愛情と呼べないこともない優しい気持ちを抱いている。恋人と呼ぶにはやや甘さが足りないが、似たようなものだ。憎まれ口を叩きつつ長い年月、よく尽くしてくれた。引き換えだったセックスは年ごとに価値をなくし、最終的には地位と権力の譲渡で、その忠誠に報いるつもり、なのに。
金髪の将軍は受け取ろうとしない。
「そんなもので俺と手ぇ切れると思ったら甘いぜ?」
冗談めかして、でも目は、少しも笑っていない。
「俺があんたより偉くなったら、あんた死ぬまで幽閉だ。それでいいなら、好きにしな」
言葉の意味がよく分からない。とりあえず相手を受け入れるために身体の力を抜いて膝を緩めた、のに。
「……なに考えてる?」
低い声で凄まれてしまう。なにも、と答えるとますます激昂させることは知っていたから、少し考えて、そして。
「あいつが生きていたら、反対しただろうな」
「……俺とのこと?」
「そう。君への地位の譲渡。もと国家錬金術師が二代、続けて大総統になるのは、きっと反対した。錬金術師じゃないとトップに立てないと皆が思うのは軍内のモラールに関わる、とか、言い出しただろうな」
「……俺サァロイ。大人になっただろ?」
問われて、大総統は改めて相手を見る。
「もう何年もあんたのこと殴ってないし」
関係の最初の頃、この将軍はまだ思春期で言葉を知らず、意思の疎通に失敗しては手が出ていた。セックスして以来、一対一で向き合う時は怯えたような態度になる情人にイラついた。もやもやしたその気持ちが悲しみ、淋しさの裏返しだということにも気づけないままで。
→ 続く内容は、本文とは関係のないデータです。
use once_cell::sync::Lazy;
use regex::Regex;

static COUNTERS_REGEX: Lazy<Regex> =
    Lazy::new(|| Regex::new(r"^\[([0-9]+):([0-9]+)\]$").expect("counters pattern is valid"));

/// Parse a `[packets:bytes]` token.
///
/// Returns `None` when the token does not match or either value
/// overflows `u64`.
pub fn parse_counters(token: &str) -> Option<(u64, u64)> {
    let caps = COUNTERS_REGEX.captures(token)?;
    let packets = caps[1].parse().ok()?;
    let bytes = caps[2].parse().ok()?;
    Some((packets, bytes))
}
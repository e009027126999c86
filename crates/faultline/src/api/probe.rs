//! Probe endpoints used to check the authenticated and admin access paths

use axum::Extension;
use faultline_api::ApiError;

use crate::security::Principal;

/// Ping for any authenticated caller
#[utoipa::path(
    get,
    path = "/ping",
    tag = "probe",
    security(("basicAuth" = [])),
    responses(
        (status = 200, description = "Caller is authenticated", body = String),
        (status = 401, description = "Not authenticated", body = ApiError),
        (status = 500, description = "Internal error", body = ApiError)
    )
)]
pub async fn ping() -> &'static str {
    "pong"
}

/// Admin ping, requires the admin role
#[utoipa::path(
    get,
    path = "/admin/ping",
    tag = "probe",
    security(("basicAuth" = [])),
    responses(
        (status = 200, description = "Caller holds the admin role", body = String),
        (status = 401, description = "Not authenticated", body = ApiError),
        (status = 403, description = "Access denied", body = ApiError),
        (status = 500, description = "Internal error", body = ApiError)
    )
)]
pub async fn admin_ping(Extension(principal): Extension<Principal>) -> &'static str {
    tracing::debug!(user = %principal.name, "admin ping");
    "admin ok"
}
//! Security failure adapters
//!
//! Authentication and authorization are decided before a request reaches any
//! handler, so their failures never pass through the [`ErrorMapper`]. The
//! adapters here are registered with the security layer instead and build
//! the same error contract through [`Resolution::new`].
//!
//! [`ErrorMapper`]: crate::mapper::ErrorMapper

use std::sync::Arc;

use faultline_api::ErrorCode;
use uuid::Uuid;

use crate::config::Messages;
use crate::mapper::Resolution;

/// Strategy invoked by the security layer when it rejects a request
pub trait SecurityFailureAdapter: Send + Sync {
    /// Build the response for a rejected request to `path`
    fn respond(&self, path: &str) -> Resolution;
}

/// Credentials missing or invalid (401)
#[derive(Debug, Clone, Default)]
pub struct AuthenticationFailed {
    messages: Arc<Messages>,
}

impl AuthenticationFailed {
    pub fn new(messages: Arc<Messages>) -> Self {
        Self { messages }
    }
}

impl SecurityFailureAdapter for AuthenticationFailed {
    fn respond(&self, path: &str) -> Resolution {
        let error_id = Uuid::new_v4();
        let code = ErrorCode::Unauthorized;
        let resolution = Resolution::new(code, &self.messages.unauthenticated, path, None, error_id);
        tracing::warn!(path, %error_id, %code, "{} {code}", resolution.status.as_u16());
        resolution
    }
}

/// Credentials valid but privilege insufficient (403)
#[derive(Debug, Clone, Default)]
pub struct AuthorizationFailed {
    messages: Arc<Messages>,
}

impl AuthorizationFailed {
    pub fn new(messages: Arc<Messages>) -> Self {
        Self { messages }
    }
}

impl SecurityFailureAdapter for AuthorizationFailed {
    fn respond(&self, path: &str) -> Resolution {
        let error_id = Uuid::new_v4();
        let code = ErrorCode::Forbidden;
        let resolution = Resolution::new(code, &self.messages.forbidden, path, None, error_id);
        tracing::warn!(path, %error_id, %code, "{} {code}", resolution.status.as_u16());
        resolution
    }
}

#[cfg(test)]
mod tests {
    use http::StatusCode;
    use tracing_test::traced_test;

    use super::*;

    #[test]
    #[traced_test]
    fn test_authentication_failed() {
        let res = AuthenticationFailed::default().respond("/admin/ping");

        assert_eq!(res.status, StatusCode::UNAUTHORIZED);
        assert_eq!(res.body.code(), ErrorCode::Unauthorized);
        assert_eq!(res.body.message(), "not authenticated, please sign in");
        assert_eq!(res.body.path(), "/admin/ping");
        assert!(res.body.details().is_empty());
        assert!(logs_contain("401 UNAUTHORIZED"));
        assert!(logs_contain(&res.body.error_id().to_string()));
    }

    #[test]
    fn test_authorization_failed() {
        let res = AuthorizationFailed::default().respond("/admin/ping");

        assert_eq!(res.status, StatusCode::FORBIDDEN);
        assert_eq!(res.body.code(), ErrorCode::Forbidden);
        assert_eq!(res.body.message(), "access denied");
        assert!(res.body.details().is_empty());
    }

    #[test]
    fn test_each_response_gets_fresh_id() {
        let adapter = AuthorizationFailed::default();
        let a = adapter.respond("/admin/ping");
        let b = adapter.respond("/admin/ping");
        assert_ne!(a.body.error_id(), b.body.error_id());
    }

    #[test]
    fn test_adapters_are_object_safe() {
        let adapters: Vec<Arc<dyn SecurityFailureAdapter>> = vec![
            Arc::new(AuthenticationFailed::default()),
            Arc::new(AuthorizationFailed::default()),
        ];
        let codes: Vec<ErrorCode> = adapters.iter().map(|a| a.respond("/x").body.code()).collect();
        assert_eq!(codes, [ErrorCode::Unauthorized, ErrorCode::Forbidden]);
    }
}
「すきっ腹で駆けつけてきたのにあんたに先にメシ食われてても、風呂上りにあんたに出て行かれても我慢したぜ」
迎えに行った女の子に食いつかれた痕跡を唇に残して戻ってきても。
「あんたのタチが悪くても、俺より先に勝手にイっちまっても我慢してやる。でもさ、あんたが俺以外の奴を思い出してんのは、我慢できねーよ」
殴るのか、と、黒髪の大総統は思った。目を閉じ奥歯を噛み締めて覚悟する。けれど触れて来た指は優しく、今度こそ、そっと顎にかかって上向かせ、優しく唇が重なる。
「……ん……」
甘い声を漏らすまで熱心に舌を弄られて、熱い息をつくまで胸元を弄られて。
「帰る」
なのに、金髪の将軍は唇を離すなり立ち上がる。そのまま離れていく。口数少なく、出て行こうとする。
「待て、エドワード」
ベッドに仰向けのまま顔だけドアへ向けて、部屋の主人は男を引きとめた。胸の突起は立ち上がり、下肢の狭間も、既に萌している。こんな半端で放り出されるのは苦しい。
「君も今年は大台だろう」
「だから、ナンだよ」
「そろそろ新しい境地を開拓してみないかね」
「あぁ?」
「戻って、私を慰めろ」
「……」
「慰めてくれ。苦しい」
男が振り向く。シーツの上で、シャツを乱された権力者は目を閉じる。
「胸が苦しいんだ」
「……昔の男、思い出して、か?俺の方を愛してるってんなら撫でてやるぜ」
「比べられないよ。君とヒューズは違う」
「嘘でもいいから、俺を百万倍くらい好きだって言えよ」
「君の方がそれくらい、わたしには優しいがね」
「それ問題発言だぜ。俺あんたに優しくした覚えなんかないど?」
愛していることに間違いはない。でも男の愛情は優しさとは別の行動に繋がりやすい。
「それでも俺の方がマシってのは、前のにどんなメにあったんだよ」
「君は知っているだろう」
「あんたに残ってる遺品のことぐらいは」
「あいつは酷い男だった。乱暴で勝手で」
「最後はあんたのこと置いて死んだし?」
「そうだ」
「そのせいで手駒が足りなくなって、ガキにカラダ、食わせる破目になったし?」
「それはまた、別の話だがね」
「……ふぅん……」
曖昧な声を漏らしながら、金髪の将軍はベッドへ戻って来る。あらためて髪に触れ、頬を撫でると気持ちがいいらしい。撫でられた相手は目を閉じ、くつろぐ表情を見せる。目蓋が青いのにそこで初めて、気がついた。
「……あんたさぁ……」
実は相当まいっているんじゃないかと、問い掛けた言葉は。
「……」
言わないでくれ、という風にかぶりを振られて途切れる。
代わりに。
「体調は?」
「問題ない」
「その気は?」
「ある」
「俺のことは?」
「好きだよ」
「ホントかよ。……ヒニン、して欲しい、か?」
最後の言葉に黒い瞳が薄く開く、すぐに閉じられ、かすかに顎が動いてうん、と頷く。
「今夜だけだぜ。明日はしないからな」
「明日は、ダメだ。エリシアと約束をしてきた」
「メシだけだろ。まさかベッドも込みの約束なら、ンなにしらっと、俺に言わないよな?ここで待っててやる」
「あぁ、そうか」
本当に初めて気づいたらしい黒髪の権力者が納得する。とぼけた額にキスを繰り返しながら、
「明日も俺とは一緒にメシ、食ってくれない気なんだな、あんた」
本気の悲しみが零れて。
「ハクジョーモノ……」
「……ごめん」
権力者は自分を抱こうとする男に自分から腕をまわして、短く詫びた。